Objective: To analyze the expression pattern, mechanism and clinical significance of melanoma-associated antigen-C2 (MAGE-C2) in tumor-free breast specimens, breast benign disease specimens and breast cancer specimens. Methods: Reverse transcription-polymerase chain reaction (RT-PCR) and immunohistochemistry were used to investigate the expressions of MAGE-C2 in 60 tumor-free breast specimens, 60 breast benign disease specimens and 60 breast cancer specimens. The correlation of MAGE-C2 expression with clinicopathological parameters and prognosis of breast cancer patients were analyzed. The expression of MAGE-C2 was also detected by RT-PCR in breast cancer cell MCF-7 and MDA-MB-231 treated with DNA methylase inhibitor 5-aza-2'-deoxycytidine (5-aza-CdR) and histone deacetylase inhibitor trichostatin A (TSA). Results: The positive expression rates of MAGE-C2 mRNA and protein were 61.7% (37/60) and 58.3% (35/60) in breast cancer specimens, respectively, while negative expressed in breast and begin disease specimens. MAGE-C2 protein expression was associated with tumor grade, histological type and blood vessel invasion of breast cancer patients (P<0.05).

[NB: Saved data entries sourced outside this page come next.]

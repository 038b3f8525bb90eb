// Upstream data gateway: raw entity fetches from collaborator services

pub mod models;
pub mod services;

pub use models::{Category, Customer, Paged, Product, Sale, SaleItem, SaleStatus};
pub use services::{DateRange, HttpUpstreamGateway, UpstreamDataSource};
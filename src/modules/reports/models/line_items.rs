// Line-item record families shared by every report shape and every exporter.

use chrono::NaiveDate;
use rust_decimal::Decimal;
use serde::{Deserialize, Serialize};

/// One calendar day in a gap-free daily sales series
#[derive(Debug, Clone, PartialEq, Serialize, Deserialize)]
pub struct DailySales {
    pub date: NaiveDate,
    pub total_amount: Decimal,
    pub order_count: i64,
}

/// One ranked product in a top-N list
#[derive(Debug, Clone, PartialEq, Serialize, Deserialize)]
pub struct ProductSales {
    pub product_id: i64,
    pub product_name: String,
    pub sku: Option<String>,
    pub quantity_sold: i64,
    pub revenue: Decimal,
}

/// One ranked customer in a top-N list
#[derive(Debug, Clone, PartialEq, Serialize, Deserialize)]
pub struct CustomerSales {
    pub customer_id: i64,
    pub customer_name: String,
    pub order_count: i64,
    pub total_amount: Decimal,
}

/// Stock health, a pure function of (current stock, minimum stock)
#[derive(Debug, Clone, Copy, PartialEq, Eq, Serialize, Deserialize)]
pub enum StockStatus {
    Normal,
    Low,
    OutOfStock,
}

impl StockStatus {
    /// `OutOfStock` iff stock is zero; `Low` iff 0 < stock <= minimum
    /// (boundary inclusive); otherwise `Normal`.
    pub fn of(current_stock: i32, minimum_stock: i32) -> Self {
        if current_stock == 0 {
            StockStatus::OutOfStock
        } else if current_stock <= minimum_stock {
            StockStatus::Low
        } else {
            StockStatus::Normal
        }
    }
}

impl std::fmt::Display for StockStatus {
    fn fmt(&self, f: &mut std::fmt::Formatter<'_>) -> std::fmt::Result {
        match self {
            StockStatus::Normal => write!(f, "Normal"),
            StockStatus::Low => write!(f, "Low"),
            StockStatus::OutOfStock => write!(f, "Out of Stock"),
        }
    }
}

/// Per-category stock rollup
#[derive(Debug, Clone, PartialEq, Serialize, Deserialize)]
pub struct CategoryInventory {
    pub category_id: i64,
    pub category_name: String,
    pub product_count: i64,
    pub stock_count: i64,
    pub stock_value: Decimal,
}

/// Per-product inventory line with derived stock value and status
#[derive(Debug, Clone, PartialEq, Serialize, Deserialize)]
pub struct ProductInventory {
    pub product_id: i64,
    pub product_name: String,
    pub sku: Option<String>,
    pub stock_quantity: i32,
    pub minimum_stock: i32,
    pub unit_price: Decimal,
    pub stock_value: Decimal,
    pub status: StockStatus,
}

/// One month of revenue with period-over-period growth
#[derive(Debug, Clone, PartialEq, Serialize, Deserialize)]
pub struct MonthlyRevenue {
    pub year: i32,
    pub month: u32,
    pub revenue: Decimal,
    pub transaction_count: i64,
    /// Growth vs the immediately preceding month in the same sequence.
    /// Zero for the first month or when the preceding revenue is zero.
    pub growth_percent: Decimal,
}

impl MonthlyRevenue {
    pub fn month_name(&self) -> &'static str {
        match self.month {
            1 => "January",
            2 => "February",
            3 => "March",
            4 => "April",
            5 => "May",
            6 => "June",
            7 => "July",
            8 => "August",
            9 => "September",
            10 => "October",
            11 => "November",
            _ => "December",
        }
    }
}

/// Completed-sale revenue grouped by resolved category name
#[derive(Debug, Clone, PartialEq, Serialize, Deserialize)]
pub struct CategoryRevenue {
    pub category_name: String,
    pub revenue: Decimal,
    pub transaction_count: i64,
}

/// Completed-sale revenue grouped by payment method
#[derive(Debug, Clone, PartialEq, Serialize, Deserialize)]
pub struct PaymentMethodRevenue {
    pub payment_method: String,
    pub revenue: Decimal,
    pub transaction_count: i64,
}
impl PdfExporter {
    pub fn new() -> Self {
        Self {
            charts: ChartRenderer::new(),
        }
    }

    pub fn render(&self, report: &Report) -> Result<Vec<u8>> {
        let mut page = PageWriter::new(&report.title())?;
        page.title(&report.title());
        page.subtitle(&format!(
            "Generated {}",
            Utc::now().format("%Y-%m-%d %H:%M UTC")
        ));

        match report {
            Report::Sales(r) => self.sales(&mut page, r),
            Report::Inventory(r) => self.inventory(&mut page, r),
            Report::Financial(r) => self.financial(&mut page, r),
            Report::Custom(r) => self.custom(&mut page, r),
        }

        page.finish()
    }

    fn sales_sections(
        &self,
        page: &mut PageWriter,
        daily: &[crate::modules::reports::models::DailySales],
        top_products: &[crate::modules::reports::models::ProductSales],
        top_customers: &[crate::modules::reports::models::CustomerSales],
    ) {
        page.heading("Daily Sales");
        page.chart(self.charts.line_chart("Daily Sales", daily));
        page.table(
            &[("Date", 0.0), ("Orders", 60.0), ("Amount", 100.0)],
            &daily
                .iter()
                .map(|d| {
                    vec![
                        d.date.format("%Y-%m-%d").to_string(),
                        d.order_count.to_string(),
                        format::currency(d.total_amount),
                    ]
                })
                .collect::<Vec<_>>(),
        );

        page.heading("Top Products");
        let bars: Vec<(String, f64)> = top_products
            .iter()
            .map(|p| (p.product_name.clone(), format::to_f64(p.revenue)))
            .collect();
        page.chart(self.charts.bar_chart("Top Products by Revenue", &bars));
        page.table(
            &[
                ("Product", 0.0),
                ("SKU", 70.0),
                ("Qty", 110.0),
                ("Revenue", 135.0),
            ],
            &top_products
                .iter()
                .map(|p| {
                    vec![
                        p.product_name.clone(),
                        p.sku.clone().unwrap_or_else(|| "-".to_string()),
                        p.quantity_sold.to_string(),
                        format::currency(p.revenue),
                    ]
                })
                .collect::<Vec<_>>(),
        );

        page.heading("Top Customers");
        page.table(
            &[("Customer", 0.0), ("Orders", 80.0), ("Amount", 120.0)],
            &top_customers
                .iter()
                .map(|c| {
                    vec![
                        c.customer_name.clone(),
                        c.order_count.to_string(),
                        format::currency(c.total_amount),
                    ]
                })
                .collect::<Vec<_>>(),
        );
    }

    fn sales(&self, page: &mut PageWriter, report: &SalesReport) {
        page.subtitle(&format!(
            "Period: {} to {}",
            report.start_date.format("%Y-%m-%d"),
            report.end_date.format("%Y-%m-%d")
        ));

        page.heading("Summary");
        page.key_value("Total Sales", &format::currency(report.summary.total_sales));
        page.key_value("Total Orders", &report.summary.total_orders.to_string());
        page.key_value(
            "Average Order Value",
            &format::currency(report.summary.average_order_value),
        );

        self.sales_sections(
            page,
            &report.daily_sales,
            &report.top_products,
            &report.top_customers,
        );
    }

    fn custom(&self, page: &mut PageWriter, report: &CustomReport) {
        page.subtitle(&format!(
            "Period: {} to {}",
            report.start_date.format("%Y-%m-%d"),
            report.end_date.format("%Y-%m-%d")
        ));
        if !report.filters.is_empty() {
            page.subtitle(&format!(
                "Filters: {} categories, {} products, {} customers",
                report.filters.categories.len(),
                report.filters.products.len(),
                report.filters.customers.len()
            ));
        }

        page.heading("Summary");
        page.key_value("Total Sales", &format::currency(report.summary.total_sales));
        page.key_value("Total Orders", &report.summary.total_orders.to_string());
        page.key_value(
            "Average Order Value",
            &format::currency(report.summary.average_order_value),
        );

        if report.include_details {
            self.sales_sections(
                page,
                &report.daily_sales,
                &report.top_products,
                &report.top_customers,
            );
        }
    }

    fn inventory(&self, page: &mut PageWriter, report: &InventoryReport) {
        page.subtitle(&format!(
            "As of {}",
            report.as_of.format("%Y-%m-%d %H:%M UTC")
        ));

        page.heading("Summary");
        page.key_value("Products", &report.summary.product_count.to_string());
        page.key_value(
            "Total Stock Value",
            &format::currency(report.summary.total_stock_value),
        );
        page.key_value("Low Stock", &report.summary.low_stock_count.to_string());
        page.key_value(
            "Out of Stock",
            &report.summary.out_of_stock_count.to_string(),
        );

        page.heading("Stock Value by Category");
        let bars: Vec<(String, f64)> = report
            .categories
            .iter()
            .map(|c| (c.category_name.clone(), format::to_f64(c.stock_value)))
            .collect();
        page.chart(self.charts.bar_chart("Stock Value by Category", &bars));
        page.table(
            &[
                ("Category", 0.0),
                ("Products", 70.0),
                ("Stock", 105.0),
                ("Value", 135.0),
            ],
            &report
                .categories
                .iter()
                .map(|c| {
                    vec![
                        c.category_name.clone(),
                        c.product_count.to_string(),
                        c.stock_count.to_string(),
                        format::currency(c.stock_value),
                    ]
                })
                .collect::<Vec<_>>(),
        );

        page.heading("Low Stock Items");
        page.table(
            &[
                ("Product", 0.0),
                ("Stock", 70.0),
                ("Minimum", 95.0),
                ("Status", 125.0),
            ],
            &report
                .low_stock
                .iter()
                .map(|p| {
                    vec![
                        p.product_name.clone(),
                        p.stock_quantity.to_string(),
                        p.minimum_stock.to_string(),
                        p.status.to_string(),
                    ]
                })
                .collect::<Vec<_>>(),
        );

        page.heading("All Products");
        page.table(
            &[
                ("Product", 0.0),
                ("Stock", 70.0),
                ("Unit Price", 95.0),
                ("Value", 125.0),
                ("Status", 155.0),
            ],
            &report
                .products
                .iter()
                .map(|p| {
                    vec![
                        p.product_name.clone(),
                        p.stock_quantity.to_string(),
                        format::currency(p.unit_price),
                        format::currency(p.stock_value),
                        p.status.to_string(),
                    ]
                })
                .collect::<Vec<_>>(),
        );
    }

    fn financial(&self, page: &mut PageWriter, report: &FinancialReport) {
        page.subtitle(&format!("Fiscal year {}", report.year));

        page.heading("Summary");
        page.key_value(
            "Total Revenue",
            &format::currency(report.summary.total_revenue),
        );
        page.key_value(
            "Total Transactions",
            &report.summary.total_transactions.to_string(),
        );
        page.key_value(
            "Average Monthly Revenue",
            &format::currency(report.summary.average_monthly_revenue),
        );

        page.heading("Monthly Revenue");
        let bars: Vec<(String, f64)> = report
            .monthly_revenue
            .iter()
            .map(|m| (m.month_name()[..3].to_string(), format::to_f64(m.revenue)))
            .collect();
        page.chart(self.charts.bar_chart("Monthly Revenue", &bars));
        page.table(
            &[
                ("Month", 0.0),
                ("Revenue", 50.0),
                ("Transactions", 95.0),
                ("Growth", 140.0),
            ],
            &report
                .monthly_revenue
                .iter()
                .map(|m| {
                    vec![
                        m.month_name().to_string(),
                        format::currency(m.revenue),
                        m.transaction_count.to_string(),
                        format::percent(m.growth_percent),
                    ]
                })
                .collect::<Vec<_>>(),
        );

        page.heading("Revenue by Category");
        let slices: Vec<(String, f64)> = report
            .revenue_by_category
            .iter()
            .map(|c| (c.category_name.clone(), format::to_f64(c.revenue)))
            .collect();
        page.chart(self.charts.pie_chart("Revenue by Category", &slices));
        page.table(
            &[("Category", 0.0), ("Revenue", 80.0), ("Lines", 125.0)],
            &report
                .revenue_by_category
                .iter()
                .map(|c| {
                    vec![
                        c.category_name.clone(),
                        format::currency(c.revenue),
                        c.transaction_count.to_string(),
                    ]
                })
                .collect::<Vec<_>>(),
        );

        page.heading("Revenue by Payment Method");
        page.table(
            &[("Method", 0.0), ("Revenue", 80.0), ("Lines", 125.0)],
            &report
                .revenue_by_payment_method
                .iter()
                .map(|m| {
                    vec![
                        m.payment_method.clone(),
                        format::currency(m.revenue),
                        m.transaction_count.to_string(),
                    ]
                })
                .collect::<Vec<_>>(),
        );
    }
}
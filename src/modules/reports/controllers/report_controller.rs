use std::sync::Arc;

use actix_web::{web, HttpResponse};
use chrono::{DateTime, NaiveDate, Utc};
use serde::{Deserialize, Serialize};
use tracing::{info, warn};
use uuid::Uuid;

use crate::core::error::AppError;
use crate::modules::export::{CsvExporter, ExcelExporter, PdfExporter};
use crate::modules::reports::models::{
    Report, ReportFormat, ReportMetadata, ReportRequest, ReportStatus, ReportType,
};
use crate::modules::reports::repositories::MetadataRepository;
use crate::modules::reports::services::ReportService;

/// Shared handler state for the report endpoints
#[derive(Clone)]
pub struct ReportContext {
    pub service: Arc<ReportService>,
    pub metadata: Arc<dyn MetadataRepository>,
    pub retention_days: u32,
}

/// JSON envelope around the canonical report
#[derive(Debug, Serialize)]
pub struct ReportResponse {
    pub title: String,
    pub generated_at: DateTime<Utc>,
    #[serde(flatten)]
    pub report: Report,
}

/// Wire shape of one history entry; amounts travel as strings
#[derive(Debug, Serialize, Deserialize)]
pub struct HistoryEntry {
    pub id: Uuid,
    pub report_type: ReportType,
    pub format: String,
    pub title: String,
    pub start_date: Option<NaiveDate>,
    pub end_date: Option<NaiveDate>,
    pub row_count: i64,
    pub total_amount: String,
    pub status: ReportStatus,
    pub generated_at: DateTime<Utc>,
    pub expires_at: Option<DateTime<Utc>>,
    pub file_name: Option<String>,
    pub file_size: Option<i64>,
}

impl From<ReportMetadata> for HistoryEntry {
    fn from(meta: ReportMetadata) -> Self {
        HistoryEntry {
            id: meta.id,
            report_type: meta.report_type,
            format: meta.format,
            title: meta.title,
            start_date: meta.start_date,
            end_date: meta.end_date,
            row_count: meta.row_count,
            total_amount: meta.total_amount.to_string(),
            status: meta.status,
            generated_at: meta.generated_at,
            expires_at: meta.expires_at,
            file_name: meta.file_name,
            file_size: meta.file_size,
        }
    }
}

#[derive(Debug, Deserialize)]
pub struct HistoryQuery {
    pub limit: Option<i64>,
}

/// Generate a report
/// POST /reports/{report_type}
/// Returns the JSON view, or a file download when `format` is set
pub async fn generate_report(
    ctx: web::Data<ReportContext>,
    path: web::Path<String>,
    body: web::Json<ReportRequest>,
) -> Result<HttpResponse, AppError> {
    let report_type: ReportType = path
        .into_inner()
        .parse()
        .map_err(AppError::validation)?;
    let request = body.into_inner();
    let format = request.parse_format()?;

    let report = ctx.service.generate(report_type, &request).await?;

    let parameters = serde_json::to_string(&request)?;
    let response = match format {
        None => {
            record_metadata(&ctx, &report, "json", parameters, None, None).await;
            HttpResponse::Ok().json(ReportResponse {
                title: report.title(),
                generated_at: Utc::now(),
                report,
            })
        }
        Some(format) => {
            let bytes = export(&report, format)?;
            let file_name = download_file_name(report_type, format, Utc::now().date_naive());
            info!(
                report_type = %report_type,
                format = %format,
                file_name = %file_name,
                size = bytes.len(),
                "Report exported"
            );
            record_metadata(
                &ctx,
                &report,
                &format.to_string(),
                parameters,
                Some(file_name.clone()),
                Some(bytes.len() as i64),
            )
            .await;

            HttpResponse::Ok()
                .content_type(format.mime_type())
                .insert_header((
                    "Content-Disposition",
                    format!("attachment; filename=\"{}\"", file_name),
                ))
                .body(bytes)
        }
    };

    Ok(response)
}

/// List recently generated reports
/// GET /reports/history?limit=N
pub async fn report_history(
    ctx: web::Data<ReportContext>,
    query: web::Query<HistoryQuery>,
) -> Result<HttpResponse, AppError> {
    let limit = query.limit.unwrap_or(50).clamp(1, 500);
    let entries = ctx.metadata.list_recent(limit).await?;
    let entries: Vec<HistoryEntry> = entries.into_iter().map(HistoryEntry::from).collect();
    Ok(HttpResponse::Ok().json(entries))
}

fn export(report: &Report, format: ReportFormat) -> Result<Vec<u8>, AppError> {
    match format {
        ReportFormat::Pdf => PdfExporter::new().render(report),
        ReportFormat::Excel => ExcelExporter::new().render(report),
        ReportFormat::Csv => CsvExporter::new().render(report),
    }
}

fn download_file_name(report_type: ReportType, format: ReportFormat, today: NaiveDate) -> String {
    format!(
        "{}Report_{}.{}",
        report_type.display_name(),
        today.format("%Y%m%d"),
        format.extension()
    )
}

/// Persist the audit record. Failures are logged, never surfaced; the
/// report the caller asked for was already produced.
async fn record_metadata(
    ctx: &ReportContext,
    report: &Report,
    format: &str,
    parameters: String,
    file_name: Option<String>,
    file_size: Option<i64>,
) {
    let metadata = ReportMetadata::for_report(
        report,
        format,
        parameters,
        file_name,
        file_size,
        ctx.retention_days,
    );
    if let Err(e) = ctx.metadata.insert(&metadata).await {
        warn!(error = %e, report_type = %metadata.report_type, "Failed to record report metadata");
    }
}

/// Configure report routes
pub fn configure(cfg: &mut web::ServiceConfig) {
    cfg.service(
        web::scope("/reports")
            .route("/history", web::get().to(report_history))
            .route("/{report_type}", web::post().to(generate_report)),
    );
}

The incidence of recurrence-free survival of patients with positive MAGE-C2 expression were lower than that of patients with negative MAGE-C2 expression (P<0.05). Multivariate Cox regression analysis showed that the clinical stage (P<0.01), lymph node metastasis (P<0.05) and MAGE-C2 expression (P<0.05) were the independent prognostic factors of breast cancer patients. The MAGE-C2 mRNA was not observed in the control and TSA treated breast cancer cells while upregulated in the 5-aza-CdR treated cells. Besides, 5-aza-CdR combined with TSA further enhanced MAGE-C2 mRNA level in breast cancer cells (P<0.05). Conclusions: MAGE-C2 is one of the tumor-specific antigen and its expression is related with the poor prognosis of breast cancer patients. DNA methylation and histone acetylation may be an important regulation mechanism of MAGE-C2 gene expression.